WORK ORDER. Exactly the line that contains "static APPLICATION_SEQUENCE: AtomicU64" and the lines following it to the end of the data are to be reproduced, and nothing more.

RECORDS FOR THIS TASK.
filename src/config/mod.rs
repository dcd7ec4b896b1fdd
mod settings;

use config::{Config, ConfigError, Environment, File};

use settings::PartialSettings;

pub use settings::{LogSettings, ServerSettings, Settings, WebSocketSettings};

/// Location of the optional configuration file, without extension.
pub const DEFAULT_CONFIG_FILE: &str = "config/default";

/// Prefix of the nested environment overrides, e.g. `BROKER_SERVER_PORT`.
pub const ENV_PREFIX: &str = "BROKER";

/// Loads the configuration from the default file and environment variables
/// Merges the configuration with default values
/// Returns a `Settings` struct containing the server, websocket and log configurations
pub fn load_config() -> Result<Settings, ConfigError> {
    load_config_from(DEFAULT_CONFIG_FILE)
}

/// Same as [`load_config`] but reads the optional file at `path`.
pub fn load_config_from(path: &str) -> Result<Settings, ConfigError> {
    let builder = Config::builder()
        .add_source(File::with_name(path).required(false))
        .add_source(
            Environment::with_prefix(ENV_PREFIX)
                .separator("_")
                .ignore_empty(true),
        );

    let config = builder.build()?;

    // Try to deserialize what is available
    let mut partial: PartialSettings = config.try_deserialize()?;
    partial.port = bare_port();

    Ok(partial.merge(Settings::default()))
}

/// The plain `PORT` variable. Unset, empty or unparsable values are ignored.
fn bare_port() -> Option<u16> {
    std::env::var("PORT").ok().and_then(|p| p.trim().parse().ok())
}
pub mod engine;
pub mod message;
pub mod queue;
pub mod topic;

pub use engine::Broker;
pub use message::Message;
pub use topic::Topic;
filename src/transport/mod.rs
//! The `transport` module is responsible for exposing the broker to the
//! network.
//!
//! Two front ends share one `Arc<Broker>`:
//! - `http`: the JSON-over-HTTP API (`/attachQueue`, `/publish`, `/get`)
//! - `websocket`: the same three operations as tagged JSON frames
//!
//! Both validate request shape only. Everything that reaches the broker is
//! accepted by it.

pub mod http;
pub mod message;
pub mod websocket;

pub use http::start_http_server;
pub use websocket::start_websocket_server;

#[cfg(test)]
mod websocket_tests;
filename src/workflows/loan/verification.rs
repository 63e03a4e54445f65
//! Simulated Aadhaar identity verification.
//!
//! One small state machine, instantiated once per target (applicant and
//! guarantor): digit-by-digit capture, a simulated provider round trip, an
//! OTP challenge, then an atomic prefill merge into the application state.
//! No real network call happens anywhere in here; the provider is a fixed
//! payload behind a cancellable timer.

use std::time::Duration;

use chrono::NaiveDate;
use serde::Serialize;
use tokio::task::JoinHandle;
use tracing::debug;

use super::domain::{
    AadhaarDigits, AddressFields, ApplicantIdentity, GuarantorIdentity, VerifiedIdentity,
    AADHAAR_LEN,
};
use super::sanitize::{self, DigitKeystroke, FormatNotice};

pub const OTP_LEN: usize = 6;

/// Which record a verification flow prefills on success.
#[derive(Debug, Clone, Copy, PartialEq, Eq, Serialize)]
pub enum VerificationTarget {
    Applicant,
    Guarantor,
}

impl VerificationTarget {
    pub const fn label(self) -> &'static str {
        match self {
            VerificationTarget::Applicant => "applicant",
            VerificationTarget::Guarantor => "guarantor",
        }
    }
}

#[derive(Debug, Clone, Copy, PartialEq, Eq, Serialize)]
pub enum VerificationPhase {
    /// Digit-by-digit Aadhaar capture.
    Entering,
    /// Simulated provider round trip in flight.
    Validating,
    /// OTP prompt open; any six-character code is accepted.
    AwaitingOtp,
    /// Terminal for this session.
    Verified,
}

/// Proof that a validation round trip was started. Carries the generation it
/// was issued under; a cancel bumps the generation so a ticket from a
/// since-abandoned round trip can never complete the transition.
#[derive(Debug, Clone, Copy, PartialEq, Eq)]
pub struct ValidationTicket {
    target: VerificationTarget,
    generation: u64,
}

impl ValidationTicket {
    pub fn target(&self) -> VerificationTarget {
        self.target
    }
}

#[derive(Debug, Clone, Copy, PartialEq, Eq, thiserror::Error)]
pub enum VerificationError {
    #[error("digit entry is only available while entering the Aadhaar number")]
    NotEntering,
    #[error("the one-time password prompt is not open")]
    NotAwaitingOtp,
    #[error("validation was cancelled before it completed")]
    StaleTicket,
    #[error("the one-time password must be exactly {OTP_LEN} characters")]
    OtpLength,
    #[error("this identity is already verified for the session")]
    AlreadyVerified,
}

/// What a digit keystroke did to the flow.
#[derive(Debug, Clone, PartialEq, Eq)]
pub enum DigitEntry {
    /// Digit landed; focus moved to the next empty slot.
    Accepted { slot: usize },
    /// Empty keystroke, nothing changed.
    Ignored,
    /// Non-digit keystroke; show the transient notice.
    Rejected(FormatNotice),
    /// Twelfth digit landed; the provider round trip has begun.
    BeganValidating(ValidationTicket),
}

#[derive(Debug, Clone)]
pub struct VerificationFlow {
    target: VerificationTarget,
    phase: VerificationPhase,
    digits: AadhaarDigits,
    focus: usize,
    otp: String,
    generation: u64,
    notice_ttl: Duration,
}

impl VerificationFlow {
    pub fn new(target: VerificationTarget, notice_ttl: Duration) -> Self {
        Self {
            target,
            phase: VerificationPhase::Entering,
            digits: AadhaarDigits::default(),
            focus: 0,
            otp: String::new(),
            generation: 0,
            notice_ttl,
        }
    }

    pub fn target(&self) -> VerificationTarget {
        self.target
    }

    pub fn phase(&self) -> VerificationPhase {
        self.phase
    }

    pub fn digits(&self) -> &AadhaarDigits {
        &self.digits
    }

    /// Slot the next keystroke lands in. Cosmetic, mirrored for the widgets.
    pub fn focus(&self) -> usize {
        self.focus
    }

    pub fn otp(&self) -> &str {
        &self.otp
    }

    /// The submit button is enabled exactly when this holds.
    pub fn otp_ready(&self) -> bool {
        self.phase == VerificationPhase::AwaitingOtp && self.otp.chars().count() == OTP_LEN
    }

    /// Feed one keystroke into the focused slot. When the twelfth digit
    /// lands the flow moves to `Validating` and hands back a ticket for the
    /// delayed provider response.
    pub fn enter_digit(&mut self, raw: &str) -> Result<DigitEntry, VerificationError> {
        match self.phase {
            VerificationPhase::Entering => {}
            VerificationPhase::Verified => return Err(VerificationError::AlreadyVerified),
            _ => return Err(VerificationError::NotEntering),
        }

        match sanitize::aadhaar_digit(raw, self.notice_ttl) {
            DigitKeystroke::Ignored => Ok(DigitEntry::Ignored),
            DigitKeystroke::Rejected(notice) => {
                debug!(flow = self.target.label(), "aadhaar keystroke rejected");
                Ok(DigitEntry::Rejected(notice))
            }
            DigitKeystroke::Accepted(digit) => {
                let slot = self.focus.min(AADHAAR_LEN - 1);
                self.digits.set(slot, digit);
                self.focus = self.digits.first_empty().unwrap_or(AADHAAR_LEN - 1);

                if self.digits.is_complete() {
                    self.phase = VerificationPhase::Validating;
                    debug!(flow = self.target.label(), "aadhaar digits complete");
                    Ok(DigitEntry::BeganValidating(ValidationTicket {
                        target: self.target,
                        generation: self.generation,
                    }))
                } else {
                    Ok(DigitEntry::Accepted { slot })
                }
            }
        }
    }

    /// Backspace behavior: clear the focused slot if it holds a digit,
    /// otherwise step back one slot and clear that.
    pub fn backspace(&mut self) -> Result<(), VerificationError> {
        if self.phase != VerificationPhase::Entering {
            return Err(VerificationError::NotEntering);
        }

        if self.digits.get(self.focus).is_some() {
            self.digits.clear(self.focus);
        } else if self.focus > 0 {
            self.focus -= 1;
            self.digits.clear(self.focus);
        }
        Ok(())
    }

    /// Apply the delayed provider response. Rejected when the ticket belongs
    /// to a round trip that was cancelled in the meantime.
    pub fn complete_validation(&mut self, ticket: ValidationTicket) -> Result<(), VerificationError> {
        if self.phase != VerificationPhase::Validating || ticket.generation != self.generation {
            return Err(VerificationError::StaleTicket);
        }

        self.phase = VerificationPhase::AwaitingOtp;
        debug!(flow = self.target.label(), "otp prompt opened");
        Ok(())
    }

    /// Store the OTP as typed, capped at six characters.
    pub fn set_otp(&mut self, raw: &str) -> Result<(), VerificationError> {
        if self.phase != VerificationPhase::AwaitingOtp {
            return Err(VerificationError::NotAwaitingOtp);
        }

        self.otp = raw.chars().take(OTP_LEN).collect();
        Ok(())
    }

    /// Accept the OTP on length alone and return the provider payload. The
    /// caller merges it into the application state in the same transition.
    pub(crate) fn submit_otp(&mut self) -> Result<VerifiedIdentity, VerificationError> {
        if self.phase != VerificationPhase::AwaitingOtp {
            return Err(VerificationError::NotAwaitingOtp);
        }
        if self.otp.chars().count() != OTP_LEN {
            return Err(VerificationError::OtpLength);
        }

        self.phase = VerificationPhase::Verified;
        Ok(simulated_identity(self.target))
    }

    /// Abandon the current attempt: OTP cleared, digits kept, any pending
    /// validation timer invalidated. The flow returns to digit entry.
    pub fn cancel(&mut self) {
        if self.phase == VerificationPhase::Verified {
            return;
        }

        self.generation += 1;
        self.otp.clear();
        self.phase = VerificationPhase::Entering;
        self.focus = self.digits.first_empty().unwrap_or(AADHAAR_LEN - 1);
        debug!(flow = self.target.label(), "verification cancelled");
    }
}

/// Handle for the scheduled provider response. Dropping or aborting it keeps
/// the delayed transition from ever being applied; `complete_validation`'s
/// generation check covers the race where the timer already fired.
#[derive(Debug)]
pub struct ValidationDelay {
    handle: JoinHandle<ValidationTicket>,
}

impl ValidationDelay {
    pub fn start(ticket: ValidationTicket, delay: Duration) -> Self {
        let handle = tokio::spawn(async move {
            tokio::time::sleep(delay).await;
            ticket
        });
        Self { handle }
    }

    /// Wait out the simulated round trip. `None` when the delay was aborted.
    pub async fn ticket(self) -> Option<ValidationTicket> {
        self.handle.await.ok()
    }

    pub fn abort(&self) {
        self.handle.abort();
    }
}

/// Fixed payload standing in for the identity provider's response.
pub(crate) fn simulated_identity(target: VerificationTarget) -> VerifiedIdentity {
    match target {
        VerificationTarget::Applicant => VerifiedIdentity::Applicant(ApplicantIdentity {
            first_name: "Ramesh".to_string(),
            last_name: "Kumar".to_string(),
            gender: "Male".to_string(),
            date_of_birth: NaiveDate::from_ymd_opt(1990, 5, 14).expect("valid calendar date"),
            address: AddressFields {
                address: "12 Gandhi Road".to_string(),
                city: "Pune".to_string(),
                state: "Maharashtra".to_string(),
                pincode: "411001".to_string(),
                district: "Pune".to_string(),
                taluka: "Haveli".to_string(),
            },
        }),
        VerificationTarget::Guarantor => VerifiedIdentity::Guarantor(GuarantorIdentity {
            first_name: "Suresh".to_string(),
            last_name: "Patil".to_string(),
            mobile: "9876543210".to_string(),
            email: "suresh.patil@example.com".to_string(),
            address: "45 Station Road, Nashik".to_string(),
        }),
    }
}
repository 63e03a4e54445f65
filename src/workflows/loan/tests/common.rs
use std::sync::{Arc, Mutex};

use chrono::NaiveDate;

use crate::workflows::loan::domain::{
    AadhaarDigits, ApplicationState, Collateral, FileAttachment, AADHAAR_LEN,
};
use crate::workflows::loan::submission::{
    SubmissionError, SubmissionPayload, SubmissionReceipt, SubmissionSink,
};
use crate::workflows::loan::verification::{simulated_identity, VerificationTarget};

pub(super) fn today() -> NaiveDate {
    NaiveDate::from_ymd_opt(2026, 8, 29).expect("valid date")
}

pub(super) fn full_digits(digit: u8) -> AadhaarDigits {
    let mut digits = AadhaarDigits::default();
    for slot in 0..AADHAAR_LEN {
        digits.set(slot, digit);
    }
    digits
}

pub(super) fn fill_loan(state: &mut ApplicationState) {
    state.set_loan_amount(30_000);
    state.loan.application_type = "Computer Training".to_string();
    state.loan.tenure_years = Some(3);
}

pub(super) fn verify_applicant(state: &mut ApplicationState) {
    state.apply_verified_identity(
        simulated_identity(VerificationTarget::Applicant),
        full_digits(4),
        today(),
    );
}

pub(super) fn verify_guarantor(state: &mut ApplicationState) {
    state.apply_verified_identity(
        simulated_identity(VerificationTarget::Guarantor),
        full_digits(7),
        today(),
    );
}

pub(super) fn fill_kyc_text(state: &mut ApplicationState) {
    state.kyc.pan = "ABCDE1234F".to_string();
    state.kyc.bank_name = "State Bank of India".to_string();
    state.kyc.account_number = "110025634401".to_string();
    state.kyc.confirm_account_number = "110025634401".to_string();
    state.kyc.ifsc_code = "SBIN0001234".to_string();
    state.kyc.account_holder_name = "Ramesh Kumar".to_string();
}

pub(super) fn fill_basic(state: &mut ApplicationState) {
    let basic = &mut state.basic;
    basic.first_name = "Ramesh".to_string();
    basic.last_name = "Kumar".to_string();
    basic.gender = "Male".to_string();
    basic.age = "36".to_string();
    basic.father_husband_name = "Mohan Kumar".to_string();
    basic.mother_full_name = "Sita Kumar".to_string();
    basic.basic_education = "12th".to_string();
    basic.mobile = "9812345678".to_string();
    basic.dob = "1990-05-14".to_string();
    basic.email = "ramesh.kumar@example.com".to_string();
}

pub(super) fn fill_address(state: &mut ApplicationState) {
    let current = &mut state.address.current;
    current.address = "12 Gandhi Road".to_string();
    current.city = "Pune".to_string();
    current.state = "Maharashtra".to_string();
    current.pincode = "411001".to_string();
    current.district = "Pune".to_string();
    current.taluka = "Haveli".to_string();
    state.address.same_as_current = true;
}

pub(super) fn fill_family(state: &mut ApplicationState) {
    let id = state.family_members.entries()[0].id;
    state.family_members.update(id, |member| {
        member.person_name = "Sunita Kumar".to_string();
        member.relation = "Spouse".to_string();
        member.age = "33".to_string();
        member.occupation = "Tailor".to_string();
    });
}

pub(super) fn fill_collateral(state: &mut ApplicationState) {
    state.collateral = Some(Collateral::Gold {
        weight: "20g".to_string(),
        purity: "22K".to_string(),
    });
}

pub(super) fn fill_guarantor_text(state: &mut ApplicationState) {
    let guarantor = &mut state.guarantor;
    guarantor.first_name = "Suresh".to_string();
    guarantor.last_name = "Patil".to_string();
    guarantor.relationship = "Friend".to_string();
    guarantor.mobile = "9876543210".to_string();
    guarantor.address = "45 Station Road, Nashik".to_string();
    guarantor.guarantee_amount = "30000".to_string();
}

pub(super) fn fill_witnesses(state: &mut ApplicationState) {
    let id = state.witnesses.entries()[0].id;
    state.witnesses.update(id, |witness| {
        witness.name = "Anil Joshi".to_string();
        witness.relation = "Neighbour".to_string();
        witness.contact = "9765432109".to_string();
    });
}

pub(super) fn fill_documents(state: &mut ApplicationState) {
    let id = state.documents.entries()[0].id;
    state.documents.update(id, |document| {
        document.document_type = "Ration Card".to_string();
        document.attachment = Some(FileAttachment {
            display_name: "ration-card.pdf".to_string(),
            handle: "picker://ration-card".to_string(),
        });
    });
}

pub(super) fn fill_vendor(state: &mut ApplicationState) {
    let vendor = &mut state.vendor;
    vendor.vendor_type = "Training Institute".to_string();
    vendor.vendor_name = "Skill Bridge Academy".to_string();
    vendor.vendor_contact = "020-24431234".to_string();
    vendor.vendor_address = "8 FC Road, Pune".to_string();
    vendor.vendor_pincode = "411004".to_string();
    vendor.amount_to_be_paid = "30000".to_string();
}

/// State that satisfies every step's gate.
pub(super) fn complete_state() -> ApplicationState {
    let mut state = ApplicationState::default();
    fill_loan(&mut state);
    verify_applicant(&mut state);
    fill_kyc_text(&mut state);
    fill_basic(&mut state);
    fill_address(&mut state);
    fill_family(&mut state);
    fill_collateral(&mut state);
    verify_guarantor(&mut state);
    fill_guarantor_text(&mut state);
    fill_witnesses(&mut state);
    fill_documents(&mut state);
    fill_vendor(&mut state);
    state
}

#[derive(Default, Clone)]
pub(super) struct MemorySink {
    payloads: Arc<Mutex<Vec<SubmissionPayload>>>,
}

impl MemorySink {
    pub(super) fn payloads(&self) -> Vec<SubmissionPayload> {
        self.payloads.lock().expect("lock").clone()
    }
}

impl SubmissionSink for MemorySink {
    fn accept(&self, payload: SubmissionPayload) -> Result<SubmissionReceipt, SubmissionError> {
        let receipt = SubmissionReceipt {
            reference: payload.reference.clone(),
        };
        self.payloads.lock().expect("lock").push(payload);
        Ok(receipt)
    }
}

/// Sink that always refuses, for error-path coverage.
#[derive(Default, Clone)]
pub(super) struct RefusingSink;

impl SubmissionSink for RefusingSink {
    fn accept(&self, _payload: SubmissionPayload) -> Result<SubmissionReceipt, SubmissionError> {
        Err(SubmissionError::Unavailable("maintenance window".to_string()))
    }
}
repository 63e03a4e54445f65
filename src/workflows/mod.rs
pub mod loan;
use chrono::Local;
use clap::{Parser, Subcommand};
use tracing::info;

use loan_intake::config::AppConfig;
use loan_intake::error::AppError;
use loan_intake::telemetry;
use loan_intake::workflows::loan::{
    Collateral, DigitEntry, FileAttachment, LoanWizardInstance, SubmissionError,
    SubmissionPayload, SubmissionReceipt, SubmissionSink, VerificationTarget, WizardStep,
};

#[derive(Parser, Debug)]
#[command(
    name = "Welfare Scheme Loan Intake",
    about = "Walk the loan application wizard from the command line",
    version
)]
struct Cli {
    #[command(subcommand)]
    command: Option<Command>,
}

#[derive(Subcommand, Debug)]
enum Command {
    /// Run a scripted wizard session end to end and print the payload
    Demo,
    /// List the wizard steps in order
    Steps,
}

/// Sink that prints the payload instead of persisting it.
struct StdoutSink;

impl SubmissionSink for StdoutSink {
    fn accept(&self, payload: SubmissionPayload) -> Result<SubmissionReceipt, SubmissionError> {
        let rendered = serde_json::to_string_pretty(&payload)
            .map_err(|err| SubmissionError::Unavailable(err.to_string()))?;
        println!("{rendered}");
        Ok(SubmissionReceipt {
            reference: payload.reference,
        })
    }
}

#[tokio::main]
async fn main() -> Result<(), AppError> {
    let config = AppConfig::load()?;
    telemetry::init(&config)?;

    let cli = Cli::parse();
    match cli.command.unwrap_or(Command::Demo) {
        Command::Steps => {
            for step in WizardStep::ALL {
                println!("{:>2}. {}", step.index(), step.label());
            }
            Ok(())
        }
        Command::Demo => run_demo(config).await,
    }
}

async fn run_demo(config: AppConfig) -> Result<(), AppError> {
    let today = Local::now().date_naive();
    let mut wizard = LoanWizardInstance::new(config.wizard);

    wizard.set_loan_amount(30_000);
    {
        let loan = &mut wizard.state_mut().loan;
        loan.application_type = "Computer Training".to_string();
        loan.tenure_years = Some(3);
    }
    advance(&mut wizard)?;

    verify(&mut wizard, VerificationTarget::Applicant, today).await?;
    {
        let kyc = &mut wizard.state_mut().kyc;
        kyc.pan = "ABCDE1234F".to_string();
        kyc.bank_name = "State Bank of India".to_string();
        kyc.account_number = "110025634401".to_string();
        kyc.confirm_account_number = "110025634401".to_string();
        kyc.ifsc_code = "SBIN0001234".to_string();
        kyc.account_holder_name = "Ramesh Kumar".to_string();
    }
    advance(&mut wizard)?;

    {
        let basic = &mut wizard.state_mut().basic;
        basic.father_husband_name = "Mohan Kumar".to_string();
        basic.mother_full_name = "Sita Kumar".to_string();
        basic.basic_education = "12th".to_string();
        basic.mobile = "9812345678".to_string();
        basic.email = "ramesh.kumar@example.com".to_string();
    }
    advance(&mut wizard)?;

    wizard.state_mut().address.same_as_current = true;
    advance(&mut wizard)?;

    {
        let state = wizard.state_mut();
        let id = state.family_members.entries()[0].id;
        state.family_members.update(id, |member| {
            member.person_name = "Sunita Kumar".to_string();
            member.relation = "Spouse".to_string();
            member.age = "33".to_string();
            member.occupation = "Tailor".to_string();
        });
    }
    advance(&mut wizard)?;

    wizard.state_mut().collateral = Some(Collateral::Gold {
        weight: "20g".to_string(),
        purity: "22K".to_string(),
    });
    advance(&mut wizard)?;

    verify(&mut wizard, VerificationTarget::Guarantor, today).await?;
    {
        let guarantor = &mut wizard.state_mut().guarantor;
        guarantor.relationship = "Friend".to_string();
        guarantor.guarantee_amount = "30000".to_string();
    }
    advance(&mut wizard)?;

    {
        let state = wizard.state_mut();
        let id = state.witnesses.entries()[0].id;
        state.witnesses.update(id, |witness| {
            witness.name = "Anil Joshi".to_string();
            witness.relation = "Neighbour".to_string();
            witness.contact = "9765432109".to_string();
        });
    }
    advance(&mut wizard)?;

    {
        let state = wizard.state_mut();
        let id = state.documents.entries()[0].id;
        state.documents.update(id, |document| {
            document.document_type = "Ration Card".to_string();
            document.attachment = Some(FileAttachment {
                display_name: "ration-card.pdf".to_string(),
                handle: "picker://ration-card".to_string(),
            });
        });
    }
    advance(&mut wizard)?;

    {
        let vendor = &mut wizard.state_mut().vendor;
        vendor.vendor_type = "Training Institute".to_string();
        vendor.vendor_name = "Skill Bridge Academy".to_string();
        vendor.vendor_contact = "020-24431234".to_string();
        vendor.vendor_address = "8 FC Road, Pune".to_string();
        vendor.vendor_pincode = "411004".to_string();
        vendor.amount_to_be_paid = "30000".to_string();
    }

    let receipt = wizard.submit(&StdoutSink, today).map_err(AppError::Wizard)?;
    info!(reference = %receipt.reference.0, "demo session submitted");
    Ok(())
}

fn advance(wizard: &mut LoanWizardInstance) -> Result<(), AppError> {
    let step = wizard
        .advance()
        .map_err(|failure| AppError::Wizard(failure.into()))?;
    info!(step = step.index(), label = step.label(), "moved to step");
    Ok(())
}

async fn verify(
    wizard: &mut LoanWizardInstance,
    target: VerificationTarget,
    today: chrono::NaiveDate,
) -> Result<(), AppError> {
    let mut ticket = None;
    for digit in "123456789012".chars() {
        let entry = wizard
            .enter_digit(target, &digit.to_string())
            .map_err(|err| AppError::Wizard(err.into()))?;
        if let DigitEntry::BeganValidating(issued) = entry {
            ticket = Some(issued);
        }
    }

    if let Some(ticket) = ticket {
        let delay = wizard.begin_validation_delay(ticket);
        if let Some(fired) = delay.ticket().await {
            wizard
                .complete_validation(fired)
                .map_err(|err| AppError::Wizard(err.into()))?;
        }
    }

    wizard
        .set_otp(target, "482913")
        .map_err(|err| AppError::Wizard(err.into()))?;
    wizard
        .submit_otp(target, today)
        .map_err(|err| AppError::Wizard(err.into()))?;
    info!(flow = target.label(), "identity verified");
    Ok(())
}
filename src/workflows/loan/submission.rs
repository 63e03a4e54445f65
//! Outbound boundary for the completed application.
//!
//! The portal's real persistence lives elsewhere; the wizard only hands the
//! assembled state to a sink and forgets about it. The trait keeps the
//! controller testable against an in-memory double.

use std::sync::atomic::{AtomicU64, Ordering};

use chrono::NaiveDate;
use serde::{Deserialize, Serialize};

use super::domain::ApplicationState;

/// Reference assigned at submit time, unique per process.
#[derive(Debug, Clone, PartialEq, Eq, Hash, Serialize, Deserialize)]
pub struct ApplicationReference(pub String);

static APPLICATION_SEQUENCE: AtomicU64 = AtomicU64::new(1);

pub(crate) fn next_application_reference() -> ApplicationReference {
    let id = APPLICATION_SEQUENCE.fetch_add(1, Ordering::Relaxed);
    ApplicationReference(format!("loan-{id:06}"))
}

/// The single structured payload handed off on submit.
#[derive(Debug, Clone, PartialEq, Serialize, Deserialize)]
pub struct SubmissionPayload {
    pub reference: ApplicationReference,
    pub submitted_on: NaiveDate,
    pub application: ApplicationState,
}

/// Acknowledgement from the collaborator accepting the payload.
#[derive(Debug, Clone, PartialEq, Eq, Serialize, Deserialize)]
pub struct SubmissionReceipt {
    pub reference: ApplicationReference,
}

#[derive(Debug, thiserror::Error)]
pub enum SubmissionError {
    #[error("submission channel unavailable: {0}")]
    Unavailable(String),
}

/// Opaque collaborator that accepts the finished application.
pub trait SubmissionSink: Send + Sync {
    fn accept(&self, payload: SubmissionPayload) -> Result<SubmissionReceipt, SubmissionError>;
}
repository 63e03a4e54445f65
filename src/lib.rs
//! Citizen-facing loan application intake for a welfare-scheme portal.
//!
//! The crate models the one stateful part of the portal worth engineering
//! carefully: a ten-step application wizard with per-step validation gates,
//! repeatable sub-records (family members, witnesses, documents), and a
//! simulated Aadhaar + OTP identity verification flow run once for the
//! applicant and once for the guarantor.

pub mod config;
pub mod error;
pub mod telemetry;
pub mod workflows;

WORKED SOLUTION.
static APPLICATION_SEQUENCE: AtomicU64 = AtomicU64::new(1);

pub(crate) fn next_application_reference() -> ApplicationReference {
    let id = APPLICATION_SEQUENCE.fetch_add(1, Ordering::Relaxed);
    ApplicationReference(format!("loan-{id:06}"))
}

/// The single structured payload handed off on submit.
#[derive(Debug, Clone, PartialEq, Serialize, Deserialize)]
pub struct SubmissionPayload {
    pub reference: ApplicationReference,
    pub submitted_on: NaiveDate,
    pub application: ApplicationState,
}

/// Acknowledgement from the collaborator accepting the payload.
#[derive(Debug, Clone, PartialEq, Eq, Serialize, Deserialize)]
pub struct SubmissionReceipt {
    pub reference: ApplicationReference,
}

#[derive(Debug, thiserror::Error)]
pub enum SubmissionError {
    #[error("submission channel unavailable: {0}")]
    Unavailable(String),
}

/// Opaque collaborator that accepts the finished application.
pub trait SubmissionSink: Send + Sync {
    fn accept(&self, payload: SubmissionPayload) -> Result<SubmissionReceipt, SubmissionError>;
}
repository 63e03a4e54445f65
filename src/lib.rs
//! Citizen-facing loan application intake for a welfare-scheme portal.
//!
//! The crate models the one stateful part of the portal worth engineering
//! carefully: a ten-step application wizard with per-step validation gates,
//! repeatable sub-records (family members, witnesses, documents), and a
//! simulated Aadhaar + OTP identity verification flow run once for the
//! applicant and once for the guarantor.

pub mod config;
pub mod error;
pub mod telemetry;
pub mod workflows;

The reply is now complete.